-- The task --
Your answer should be every line of the records that contains the word "super", copied as it stands.

-- Information --
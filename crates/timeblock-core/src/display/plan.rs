//! Display for planning results.

use std::fmt;

use super::datetime::Minutes;
use crate::{planner::PlanResult, time::parse_date};

impl fmt::Display for PlanResult {
    fn fmt(&self, f: &mut fmt::Formatter<'_>) -> fmt::Result {
        writeln!(f, "# Proposed schedule")?;
        writeln!(f)?;
        if !self.summary.trim().is_empty() {
            writeln!(f, "{}", self.summary.trim())?;
            writeln!(f)?;
        }

        if self.proposals.is_empty() {
            writeln!(f, "No tasks proposed.")?;
        }

        for (date, tasks) in self.proposals_by_date() {
            match parse_date(date) {
                Some(parsed) => writeln!(f, "## {}", super::DayHeading(parsed))?,
                None => writeln!(f, "## {date}")?,
            }
            writeln!(f)?;
            for task in tasks {
                writeln!(
                    f,
                    "- `{}-{}` **{}** [{}]",
                    task.start, task.end, task.description, task.category
                )?;
            }
            writeln!(f)?;
        }

        writeln!(
            f,
            "Total: {} across {} task(s), {} attempt(s)",
            Minutes(self.total_minutes()),
            self.proposals.len(),
            self.attempts
        )?;

        if self.has_validation_errors() {
            writeln!(f)?;
            writeln!(f, "## Unresolved problems")?;
            writeln!(f)?;
            for error in &self.validation_errors {
                writeln!(f, "- {error}")?;
            }
        }
        Ok(())
    }
}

-- Answer space --
use super::datetime::Minutes;
                Some(parsed) => writeln!(f, "## {}", super::DayHeading(parsed))?,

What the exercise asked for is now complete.